Exercise data:
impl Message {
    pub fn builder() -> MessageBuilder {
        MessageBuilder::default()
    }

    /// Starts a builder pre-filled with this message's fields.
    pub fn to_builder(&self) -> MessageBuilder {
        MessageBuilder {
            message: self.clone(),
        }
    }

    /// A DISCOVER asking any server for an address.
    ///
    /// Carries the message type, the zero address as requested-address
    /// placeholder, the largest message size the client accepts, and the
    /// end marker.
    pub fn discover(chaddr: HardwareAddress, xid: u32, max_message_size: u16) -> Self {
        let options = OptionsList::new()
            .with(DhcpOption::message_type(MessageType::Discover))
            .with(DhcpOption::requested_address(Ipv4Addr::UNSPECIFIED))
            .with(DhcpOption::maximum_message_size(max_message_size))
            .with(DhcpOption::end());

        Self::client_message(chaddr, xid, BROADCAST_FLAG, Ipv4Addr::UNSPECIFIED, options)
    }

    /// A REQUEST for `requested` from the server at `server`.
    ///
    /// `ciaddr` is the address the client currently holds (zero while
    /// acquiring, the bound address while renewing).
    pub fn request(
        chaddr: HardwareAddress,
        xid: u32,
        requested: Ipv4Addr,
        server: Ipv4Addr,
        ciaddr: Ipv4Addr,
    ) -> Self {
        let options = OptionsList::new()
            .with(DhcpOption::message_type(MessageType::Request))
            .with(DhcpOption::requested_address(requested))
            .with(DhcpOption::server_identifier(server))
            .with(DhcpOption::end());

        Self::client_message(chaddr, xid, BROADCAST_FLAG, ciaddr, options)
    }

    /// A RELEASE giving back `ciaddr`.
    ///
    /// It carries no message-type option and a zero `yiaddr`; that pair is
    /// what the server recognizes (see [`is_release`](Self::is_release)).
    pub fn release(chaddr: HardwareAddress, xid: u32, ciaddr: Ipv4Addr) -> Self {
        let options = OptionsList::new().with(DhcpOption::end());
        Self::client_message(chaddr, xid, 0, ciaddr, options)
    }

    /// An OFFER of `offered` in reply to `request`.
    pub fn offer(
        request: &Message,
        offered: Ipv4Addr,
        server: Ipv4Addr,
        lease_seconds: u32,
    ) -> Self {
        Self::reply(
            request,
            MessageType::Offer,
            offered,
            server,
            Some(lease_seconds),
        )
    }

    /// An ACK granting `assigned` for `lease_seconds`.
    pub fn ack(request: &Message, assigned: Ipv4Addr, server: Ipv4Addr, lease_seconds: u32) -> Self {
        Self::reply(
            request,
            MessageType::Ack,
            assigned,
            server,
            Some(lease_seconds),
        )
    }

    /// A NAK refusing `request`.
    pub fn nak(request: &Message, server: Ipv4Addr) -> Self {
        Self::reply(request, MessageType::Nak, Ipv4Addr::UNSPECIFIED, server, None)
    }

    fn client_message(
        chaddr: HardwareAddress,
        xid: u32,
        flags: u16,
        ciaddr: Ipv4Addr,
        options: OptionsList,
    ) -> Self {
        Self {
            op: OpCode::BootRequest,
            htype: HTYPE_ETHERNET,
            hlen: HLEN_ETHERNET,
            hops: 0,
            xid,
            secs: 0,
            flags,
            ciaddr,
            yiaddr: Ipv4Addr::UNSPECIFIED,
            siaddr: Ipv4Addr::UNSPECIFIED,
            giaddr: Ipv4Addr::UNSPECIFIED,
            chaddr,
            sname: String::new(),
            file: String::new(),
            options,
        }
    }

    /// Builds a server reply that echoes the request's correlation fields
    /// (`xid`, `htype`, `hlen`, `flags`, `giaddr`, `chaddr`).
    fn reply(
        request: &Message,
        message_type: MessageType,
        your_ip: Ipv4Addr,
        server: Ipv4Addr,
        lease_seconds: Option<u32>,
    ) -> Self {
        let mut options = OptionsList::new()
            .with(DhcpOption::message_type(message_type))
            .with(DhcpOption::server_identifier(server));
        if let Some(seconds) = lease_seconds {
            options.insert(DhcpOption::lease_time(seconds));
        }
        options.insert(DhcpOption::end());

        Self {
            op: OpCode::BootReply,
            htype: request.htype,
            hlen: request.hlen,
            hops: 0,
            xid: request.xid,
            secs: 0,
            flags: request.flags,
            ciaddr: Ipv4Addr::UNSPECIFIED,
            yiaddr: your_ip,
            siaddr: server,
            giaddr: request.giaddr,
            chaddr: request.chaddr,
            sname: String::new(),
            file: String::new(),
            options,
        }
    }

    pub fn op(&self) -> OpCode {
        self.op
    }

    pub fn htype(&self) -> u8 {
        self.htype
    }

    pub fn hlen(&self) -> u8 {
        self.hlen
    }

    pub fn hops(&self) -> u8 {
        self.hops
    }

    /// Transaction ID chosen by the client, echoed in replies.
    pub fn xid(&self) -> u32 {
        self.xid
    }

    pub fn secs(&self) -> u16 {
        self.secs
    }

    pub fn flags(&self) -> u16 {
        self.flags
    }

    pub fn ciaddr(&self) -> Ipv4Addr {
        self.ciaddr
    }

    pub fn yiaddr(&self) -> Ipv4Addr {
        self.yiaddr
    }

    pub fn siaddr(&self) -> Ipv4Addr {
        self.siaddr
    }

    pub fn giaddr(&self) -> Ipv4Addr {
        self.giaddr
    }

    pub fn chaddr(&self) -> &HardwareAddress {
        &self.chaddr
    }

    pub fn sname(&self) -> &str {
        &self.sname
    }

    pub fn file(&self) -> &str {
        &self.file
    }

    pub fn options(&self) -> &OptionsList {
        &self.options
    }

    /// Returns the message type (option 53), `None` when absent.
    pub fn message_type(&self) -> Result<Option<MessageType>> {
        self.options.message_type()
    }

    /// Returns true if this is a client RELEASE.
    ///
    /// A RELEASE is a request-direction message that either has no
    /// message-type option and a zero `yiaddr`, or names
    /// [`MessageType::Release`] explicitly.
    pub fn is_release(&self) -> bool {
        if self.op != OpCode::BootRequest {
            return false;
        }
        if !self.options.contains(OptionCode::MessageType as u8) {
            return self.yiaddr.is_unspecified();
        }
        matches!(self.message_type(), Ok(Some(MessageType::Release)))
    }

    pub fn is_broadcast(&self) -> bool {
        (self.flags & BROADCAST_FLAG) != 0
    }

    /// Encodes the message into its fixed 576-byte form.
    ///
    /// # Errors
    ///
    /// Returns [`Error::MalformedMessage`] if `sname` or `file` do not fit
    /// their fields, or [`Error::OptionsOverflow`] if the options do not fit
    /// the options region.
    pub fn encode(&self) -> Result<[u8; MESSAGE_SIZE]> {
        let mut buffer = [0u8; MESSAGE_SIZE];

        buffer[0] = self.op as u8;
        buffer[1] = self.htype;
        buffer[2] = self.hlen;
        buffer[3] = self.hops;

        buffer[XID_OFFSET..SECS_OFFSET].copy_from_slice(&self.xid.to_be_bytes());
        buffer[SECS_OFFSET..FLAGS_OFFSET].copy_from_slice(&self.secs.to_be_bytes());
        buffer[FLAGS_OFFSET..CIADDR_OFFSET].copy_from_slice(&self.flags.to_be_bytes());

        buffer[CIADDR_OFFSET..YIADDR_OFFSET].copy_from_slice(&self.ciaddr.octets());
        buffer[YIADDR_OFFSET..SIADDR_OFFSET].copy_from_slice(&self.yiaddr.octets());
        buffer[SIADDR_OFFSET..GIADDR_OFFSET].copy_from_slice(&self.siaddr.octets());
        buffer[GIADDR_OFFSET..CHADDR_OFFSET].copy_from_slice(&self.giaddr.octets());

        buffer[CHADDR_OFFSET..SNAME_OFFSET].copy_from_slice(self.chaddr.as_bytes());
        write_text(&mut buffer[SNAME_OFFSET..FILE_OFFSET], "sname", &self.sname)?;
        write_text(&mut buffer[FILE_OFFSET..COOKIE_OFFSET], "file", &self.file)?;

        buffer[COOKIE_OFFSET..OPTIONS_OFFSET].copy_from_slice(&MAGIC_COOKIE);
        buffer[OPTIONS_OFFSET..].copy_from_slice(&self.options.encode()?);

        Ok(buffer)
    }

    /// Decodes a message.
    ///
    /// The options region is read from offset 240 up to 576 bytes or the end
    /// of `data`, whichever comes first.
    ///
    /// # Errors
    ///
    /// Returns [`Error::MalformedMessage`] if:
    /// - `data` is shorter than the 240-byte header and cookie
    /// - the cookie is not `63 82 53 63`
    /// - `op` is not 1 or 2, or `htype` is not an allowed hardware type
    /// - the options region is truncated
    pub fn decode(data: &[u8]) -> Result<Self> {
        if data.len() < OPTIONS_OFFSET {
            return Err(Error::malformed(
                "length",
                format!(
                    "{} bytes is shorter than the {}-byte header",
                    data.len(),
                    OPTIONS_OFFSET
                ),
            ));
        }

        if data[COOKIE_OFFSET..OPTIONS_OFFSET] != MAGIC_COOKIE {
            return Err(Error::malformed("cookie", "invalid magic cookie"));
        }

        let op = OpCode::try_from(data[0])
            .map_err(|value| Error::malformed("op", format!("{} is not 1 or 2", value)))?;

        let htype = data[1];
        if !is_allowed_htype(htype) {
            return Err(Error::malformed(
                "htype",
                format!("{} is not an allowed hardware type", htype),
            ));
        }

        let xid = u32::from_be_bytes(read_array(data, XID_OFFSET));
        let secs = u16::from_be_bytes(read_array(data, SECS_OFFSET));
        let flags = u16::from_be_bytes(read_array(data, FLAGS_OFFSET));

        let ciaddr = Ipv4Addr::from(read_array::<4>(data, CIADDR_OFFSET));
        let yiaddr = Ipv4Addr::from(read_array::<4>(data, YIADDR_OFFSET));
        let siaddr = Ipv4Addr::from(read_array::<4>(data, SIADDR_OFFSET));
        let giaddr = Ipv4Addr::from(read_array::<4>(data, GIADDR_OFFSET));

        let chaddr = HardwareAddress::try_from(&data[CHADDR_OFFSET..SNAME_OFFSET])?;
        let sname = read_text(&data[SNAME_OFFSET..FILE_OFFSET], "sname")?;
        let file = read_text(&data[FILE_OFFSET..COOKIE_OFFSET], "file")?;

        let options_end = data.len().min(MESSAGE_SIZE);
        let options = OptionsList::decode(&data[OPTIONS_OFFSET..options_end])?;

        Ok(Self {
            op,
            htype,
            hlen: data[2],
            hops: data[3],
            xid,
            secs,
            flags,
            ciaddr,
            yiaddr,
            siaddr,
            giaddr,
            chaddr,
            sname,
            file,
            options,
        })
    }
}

Activity:
Using the data above, tally each line that has the string "shorter" and report only the sum.

Response area:
2